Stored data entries
━━━━━━
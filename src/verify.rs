//! Member verification predicates
//!
//! Humanize asks a [`MemberVerifier`] once per member that lacks the verified
//! role. The predicate is chosen by `humanize.verifier` in the configuration.

use std::fmt;
use std::str::FromStr;
use std::sync::Arc;

use async_trait::async_trait;
use chrono::{DateTime, Duration, Utc};

use crate::error::{Error, Result};
use crate::platform::Member;

/// Outcome of verifying one member
#[derive(Debug, Clone, Copy, PartialEq, Eq)]
pub enum Verdict {
    Pass,
    Fail,
}

impl Verdict {
    pub fn passed(&self) -> bool {
        matches!(self, Verdict::Pass)
    }
}

impl From<bool> for Verdict {
    fn from(pass: bool) -> Self {
        if pass {
            Verdict::Pass
        } else {
            Verdict::Fail
        }
    }
}

/// Pass/fail check applied per member during humanization
#[async_trait]
pub trait MemberVerifier: Send + Sync {
    fn name(&self) -> &'static str;

    async fn verify(&self, member: &Member) -> Verdict;
}

pub type SharedVerifier = Arc<dyn MemberVerifier>;

// ─────────────────────────────────────────────────────────────────
// Verifiers
// ─────────────────────────────────────────────────────────────────

/// Passes every human account; bot accounts fail.
#[derive(Debug, Clone, Copy, Default)]
pub struct HumanVerifier;

#[async_trait]
impl MemberVerifier for HumanVerifier {
    fn name(&self) -> &'static str {
        "non-bot"
    }

    async fn verify(&self, member: &Member) -> Verdict {
        Verdict::from(!member.bot)
    }
}

/// Passes human accounts created at least `min_age` before `now`
#[derive(Debug, Clone, Copy)]
pub struct AccountAgeVerifier {
    min_age: Duration,
    now: DateTime<Utc>,
}

impl AccountAgeVerifier {
    pub fn new(min_age: Duration) -> Self {
        Self::at(min_age, Utc::now())
    }

    /// Verifier evaluated against a fixed clock
    pub fn at(min_age: Duration, now: DateTime<Utc>) -> Self {
        Self { min_age, now }
    }
}

#[async_trait]
impl MemberVerifier for AccountAgeVerifier {
    fn name(&self) -> &'static str {
        "account-age"
    }

    async fn verify(&self, member: &Member) -> Verdict {
        let age = self.now - member.account_created_at();
        Verdict::from(!member.bot && age >= self.min_age)
    }
}

/// Passes every member, bots included
#[derive(Debug, Clone, Copy, Default)]
pub struct AllowAll;

#[async_trait]
impl MemberVerifier for AllowAll {
    fn name(&self) -> &'static str {
        "everyone"
    }

    async fn verify(&self, _member: &Member) -> Verdict {
        Verdict::Pass
    }
}

// ─────────────────────────────────────────────────────────────────
// Verifier selection
// ─────────────────────────────────────────────────────────────────

/// Verifier names accepted in configuration
#[derive(Debug, Clone, Copy, PartialEq, Eq)]
pub enum VerifierKind {
    NonBot,
    AccountAge,
    Everyone,
}

impl VerifierKind {
    pub fn all() -> &'static [VerifierKind] {
        &[VerifierKind::NonBot, VerifierKind::AccountAge, VerifierKind::Everyone]
    }

    pub fn name(&self) -> &'static str {
        match self {
            VerifierKind::NonBot => "non-bot",
            VerifierKind::AccountAge => "account-age",
            VerifierKind::Everyone => "everyone",
        }
    }

    /// Build the verifier; `min_account_age_days` only matters for `AccountAge`
    pub fn build(&self, min_account_age_days: u32) -> SharedVerifier {
        match self {
            VerifierKind::NonBot => Arc::new(HumanVerifier),
            VerifierKind::AccountAge => Arc::new(AccountAgeVerifier::new(Duration::days(
                i64::from(min_account_age_days),
            ))),
            VerifierKind::Everyone => Arc::new(AllowAll),
        }
    }
}

impl FromStr for VerifierKind {
    type Err = Error;

    fn from_str(s: &str) -> Result<Self> {
        VerifierKind::all()
            .iter()
            .copied()
            .find(|k| k.name() == s.to_lowercase())
            .ok_or_else(|| {
                let names: Vec<&str> = VerifierKind::all().iter().map(|k| k.name()).collect();
                Error::config_field_invalid(
                    "humanize.verifier",
                    format!("Unknown verifier '{}'. Must be one of: {}", s, names.join(", ")),
                )
            })
    }
}

impl fmt::Display for VerifierKind {
    fn fmt(&self, f: &mut fmt::Formatter<'_>) -> fmt::Result {
        f.write_str(self.name())
    }
}

#[cfg(test)]
mod tests {
    use super::*;
    use crate::platform::MemberId;

    fn member(id: u64, bot: bool) -> Member {
        Member {
            id: MemberId(id),
            username: format!("user{}", id),
            bot,
            roles: vec![],
            joined_at: None,
        }
    }

    #[tokio::test]
    async fn test_human_verifier_rejects_bots() {
        assert_eq!(HumanVerifier.verify(&member(1, false)).await, Verdict::Pass);
        assert_eq!(HumanVerifier.verify(&member(2, true)).await, Verdict::Fail);
    }

    #[tokio::test]
    async fn test_account_age_verifier() {
        // Snowflake created 2016-04-30
        let old = member(175928847299117063, false);
        let created = old.account_created_at();

        let strict = AccountAgeVerifier::at(Duration::days(7), created + Duration::days(3));
        assert_eq!(strict.verify(&old).await, Verdict::Fail);

        let lenient = AccountAgeVerifier::at(Duration::days(7), created + Duration::days(30));
        assert_eq!(lenient.verify(&old).await, Verdict::Pass);

        let bot = member(175928847299117063, true);
        assert_eq!(lenient.verify(&bot).await, Verdict::Fail);
    }

    #[tokio::test]
    async fn test_allow_all() {
        assert!(AllowAll.verify(&member(3, true)).await.passed());
    }

    #[test]
    fn test_verifier_kind_parse() {
        assert_eq!("non-bot".parse::<VerifierKind>().unwrap(), VerifierKind::NonBot);
        assert_eq!("Account-Age".parse::<VerifierKind>().unwrap(), VerifierKind::AccountAge);
        assert!("captcha".parse::<VerifierKind>().is_err());
    }

    #[test]
    fn test_verifier_kind_build() {
        for kind in VerifierKind::all() {
            assert_eq!(kind.build(7).name(), kind.name());
        }
    }
}
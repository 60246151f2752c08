//! Platform trait definitions
//!
//! Defines the CommunityPlatform trait that the role lifecycle drives. Every
//! call is asynchronous and may fail with a [`PlatformError`].

use std::sync::Arc;

use async_trait::async_trait;

use crate::error::PlatformResult;

use super::{CapabilitySet, CommunityId, Member, Role};

/// Operations the role lifecycle needs from a chat platform.
///
/// The trait is object-safe so pipelines can hold a [`SharedPlatform`].
#[async_trait]
pub trait CommunityPlatform: Send + Sync {
    /// Platform name for logs (e.g., "discord", "mock")
    fn name(&self) -> &'static str;

    // ─────────────────────────────────────────────────────────────
    // Roles
    // ─────────────────────────────────────────────────────────────

    /// All roles of the community, in platform order
    async fn list_roles(&self, community: CommunityId) -> PlatformResult<Vec<Role>>;

    /// Create a role with the given name and permissions
    async fn create_role(
        &self,
        community: CommunityId,
        name: &str,
        permissions: CapabilitySet,
        reason: &str,
    ) -> PlatformResult<Role>;

    /// Delete a role
    async fn delete_role(
        &self,
        community: CommunityId,
        role: &Role,
        reason: &str,
    ) -> PlatformResult<()>;

    // ─────────────────────────────────────────────────────────────
    // Members
    // ─────────────────────────────────────────────────────────────

    /// All current members of the community
    async fn list_members(&self, community: CommunityId) -> PlatformResult<Vec<Member>>;

    /// Give a role to a member
    async fn assign_role(
        &self,
        community: CommunityId,
        member: &Member,
        role: &Role,
        reason: &str,
    ) -> PlatformResult<()>;

    // ─────────────────────────────────────────────────────────────
    // Default permissions
    // ─────────────────────────────────────────────────────────────

    /// Permissions applied to members holding no role (`@everyone`)
    async fn default_permissions(&self, community: CommunityId) -> PlatformResult<CapabilitySet>;

    /// Replace the `@everyone` permissions
    async fn set_default_permissions(
        &self,
        community: CommunityId,
        permissions: CapabilitySet,
        reason: &str,
    ) -> PlatformResult<()>;
}

/// Type alias for a shared platform reference
pub type SharedPlatform = Arc<dyn CommunityPlatform>;
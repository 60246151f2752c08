//! Discord REST platform
//!
//! Implements CommunityPlatform with HTTP calls against the Discord REST API
//! (v10). Only the guild role and member endpoints are used; no gateway
//! connection is opened.

use std::time::Duration;

use async_trait::async_trait;
use chrono::{DateTime, Utc};
use reqwest::header::{HeaderMap, HeaderValue, AUTHORIZATION, USER_AGENT};
use reqwest::{Client, Method, RequestBuilder, Response};
use serde::de::DeserializeOwned;
use serde::{Deserialize, Serialize};
use tracing::{debug, info};

use crate::config::DiscordSettings;
use crate::error::{Error, PlatformError, PlatformResult, Result};

use super::{CapabilitySet, CommunityId, CommunityPlatform, Member, MemberId, Role, RoleId};

const AUDIT_LOG_REASON: &str = "X-Audit-Log-Reason";

// ─────────────────────────────────────────────────────────────────
// Discord API types (request/response)
// ─────────────────────────────────────────────────────────────────

#[derive(Debug, Serialize)]
struct CreateRoleRequest<'a> {
    name: &'a str,
    permissions: CapabilitySet,
}

#[derive(Debug, Serialize)]
struct ModifyRoleRequest {
    permissions: CapabilitySet,
}

#[derive(Debug, Deserialize)]
struct GuildMemberPayload {
    user: UserPayload,
    #[serde(default)]
    roles: Vec<RoleId>,
    joined_at: Option<DateTime<Utc>>,
}

#[derive(Debug, Deserialize)]
struct UserPayload {
    id: MemberId,
    username: String,
    #[serde(default)]
    bot: bool,
}

#[derive(Debug, Deserialize)]
struct ApiErrorPayload {
    message: String,
    #[serde(default)]
    code: u64,
}

impl From<GuildMemberPayload> for Member {
    fn from(payload: GuildMemberPayload) -> Self {
        Member {
            id: payload.user.id,
            username: payload.user.username,
            bot: payload.user.bot,
            roles: payload.roles,
            joined_at: payload.joined_at,
        }
    }
}

// ─────────────────────────────────────────────────────────────────
// Discord Client
// ─────────────────────────────────────────────────────────────────

/// Discord REST implementation of CommunityPlatform
pub struct DiscordClient {
    client: Client,
    base_url: String,
    member_page_size: u32,
}

impl DiscordClient {
    /// Create a client authenticated with the configured bot token
    pub fn new(settings: &DiscordSettings, member_page_size: u32) -> Result<Self> {
        if settings.token.trim().is_empty() {
            return Err(Error::MissingToken);
        }

        let mut auth = HeaderValue::from_str(&format!("Bot {}", settings.token.trim()))
            .map_err(|_| Error::config_field_invalid("discord.token", "token contains invalid characters"))?;
        auth.set_sensitive(true);

        let mut headers = HeaderMap::new();
        headers.insert(AUTHORIZATION, auth);
        headers.insert(
            USER_AGENT,
            HeaderValue::from_static(concat!(
                "DiscordBot (https://github.com/discaptcha/discaptcha, ",
                env!("CARGO_PKG_VERSION"),
                ")"
            )),
        );

        let client = Client::builder()
            .default_headers(headers)
            .timeout(Duration::from_secs(settings.timeout_secs))
            .build()
            .map_err(|e| Error::Internal(format!("Failed to create HTTP client: {}", e)))?;

        let base_url = settings.api_base_url.trim_end_matches('/').to_string();

        info!(base_url = %base_url, "Discord client created");

        Ok(Self {
            client,
            base_url,
            member_page_size,
        })
    }

    fn url(&self, path: &str) -> String {
        format!("{}{}", self.base_url, path)
    }

    fn request(&self, method: Method, path: &str, reason: Option<&str>) -> RequestBuilder {
        let mut req = self.client.request(method, self.url(path));
        if let Some(reason) = reason {
            // Header values must be visible ASCII; the audit log reason is optional.
            if let Ok(value) = HeaderValue::from_str(reason) {
                req = req.header(AUDIT_LOG_REASON, value);
            }
        }
        req
    }

    /// Send a request and map non-success statuses to PlatformError::Api
    async fn send(&self, req: RequestBuilder) -> PlatformResult<Response> {
        let response = req.send().await?;
        let status = response.status();
        if status.is_success() {
            return Ok(response);
        }

        let body = response.text().await.unwrap_or_default();
        let message = match serde_json::from_str::<ApiErrorPayload>(&body) {
            Ok(payload) if payload.code != 0 => format!("{} (code {})", payload.message, payload.code),
            Ok(payload) => payload.message,
            Err(_) => body,
        };

        Err(PlatformError::Api {
            status: status.as_u16(),
            message,
        })
    }

    async fn send_json<T: DeserializeOwned>(&self, req: RequestBuilder) -> PlatformResult<T> {
        let response = self.send(req).await?;
        response
            .json::<T>()
            .await
            .map_err(|e| PlatformError::Malformed(e.to_string()))
    }
}

#[async_trait]
impl CommunityPlatform for DiscordClient {
    fn name(&self) -> &'static str {
        "discord"
    }

    async fn list_roles(&self, community: CommunityId) -> PlatformResult<Vec<Role>> {
        let path = format!("/guilds/{}/roles", community);
        self.send_json(self.request(Method::GET, &path, None)).await
    }

    async fn create_role(
        &self,
        community: CommunityId,
        name: &str,
        permissions: CapabilitySet,
        reason: &str,
    ) -> PlatformResult<Role> {
        let path = format!("/guilds/{}/roles", community);
        let req = self
            .request(Method::POST, &path, Some(reason))
            .json(&CreateRoleRequest { name, permissions });
        self.send_json(req).await
    }

    async fn delete_role(
        &self,
        community: CommunityId,
        role: &Role,
        reason: &str,
    ) -> PlatformResult<()> {
        let path = format!("/guilds/{}/roles/{}", community, role.id);
        self.send(self.request(Method::DELETE, &path, Some(reason))).await?;
        Ok(())
    }

    async fn list_members(&self, community: CommunityId) -> PlatformResult<Vec<Member>> {
        let mut members = Vec::new();
        let mut after = MemberId(0);

        loop {
            let path = format!(
                "/guilds/{}/members?limit={}&after={}",
                community, self.member_page_size, after
            );
            let page: Vec<GuildMemberPayload> =
                self.send_json(self.request(Method::GET, &path, None)).await?;
            let page_len = page.len();

            debug!(guild = %community, page_len, "Fetched member page");

            if let Some(last) = page.iter().map(|m| m.user.id).max() {
                after = last;
            }
            members.extend(page.into_iter().map(Member::from));

            if page_len < self.member_page_size as usize {
                break;
            }
        }

        Ok(members)
    }

    async fn assign_role(
        &self,
        community: CommunityId,
        member: &Member,
        role: &Role,
        reason: &str,
    ) -> PlatformResult<()> {
        let path = format!("/guilds/{}/members/{}/roles/{}", community, member.id, role.id);
        self.send(self.request(Method::PUT, &path, Some(reason))).await?;
        Ok(())
    }

    async fn default_permissions(&self, community: CommunityId) -> PlatformResult<CapabilitySet> {
        let everyone = community.everyone_role();
        self.list_roles(community)
            .await?
            .into_iter()
            .find(|r| r.id == everyone)
            .map(|r| r.permissions)
            .ok_or_else(|| PlatformError::Malformed("guild has no @everyone role".to_string()))
    }

    async fn set_default_permissions(
        &self,
        community: CommunityId,
        permissions: CapabilitySet,
        reason: &str,
    ) -> PlatformResult<()> {
        let path = format!("/guilds/{}/roles/{}", community, community.everyone_role());
        let req = self
            .request(Method::PATCH, &path, Some(reason))
            .json(&ModifyRoleRequest { permissions });
        self.send(req).await?;
        Ok(())
    }
}

// ─────────────────────────────────────────────────────────────────
// Tests
// ─────────────────────────────────────────────────────────────────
━━━━━━
▶ **Assignment**: Print exactly the lines above from the one with "configured bot token" to the one with "async fn send(&self, req: RequestBuilder)", including both.

▶ **Completed exercise**:
    /// Create a client authenticated with the configured bot token
    pub fn new(settings: &DiscordSettings, member_page_size: u32) -> Result<Self> {
        if settings.token.trim().is_empty() {
            return Err(Error::MissingToken);
        }

        let mut auth = HeaderValue::from_str(&format!("Bot {}", settings.token.trim()))
            .map_err(|_| Error::config_field_invalid("discord.token", "token contains invalid characters"))?;
        auth.set_sensitive(true);

        let mut headers = HeaderMap::new();
        headers.insert(AUTHORIZATION, auth);
        headers.insert(
            USER_AGENT,
            HeaderValue::from_static(concat!(
                "DiscordBot (https://github.com/discaptcha/discaptcha, ",
                env!("CARGO_PKG_VERSION"),
                ")"
            )),
        );

        let client = Client::builder()
            .default_headers(headers)
            .timeout(Duration::from_secs(settings.timeout_secs))
            .build()
            .map_err(|e| Error::Internal(format!("Failed to create HTTP client: {}", e)))?;

        let base_url = settings.api_base_url.trim_end_matches('/').to_string();

        info!(base_url = %base_url, "Discord client created");

        Ok(Self {
            client,
            base_url,
            member_page_size,
        })
    }

    fn url(&self, path: &str) -> String {
        format!("{}{}", self.base_url, path)
    }

    fn request(&self, method: Method, path: &str, reason: Option<&str>) -> RequestBuilder {
        let mut req = self.client.request(method, self.url(path));
        if let Some(reason) = reason {
            // Header values must be visible ASCII; the audit log reason is optional.
            if let Ok(value) = HeaderValue::from_str(reason) {
                req = req.header(AUDIT_LOG_REASON, value);
            }
        }
        req
    }

    /// Send a request and map non-success statuses to PlatformError::Api
    async fn send(&self, req: RequestBuilder) -> PlatformResult<Response> {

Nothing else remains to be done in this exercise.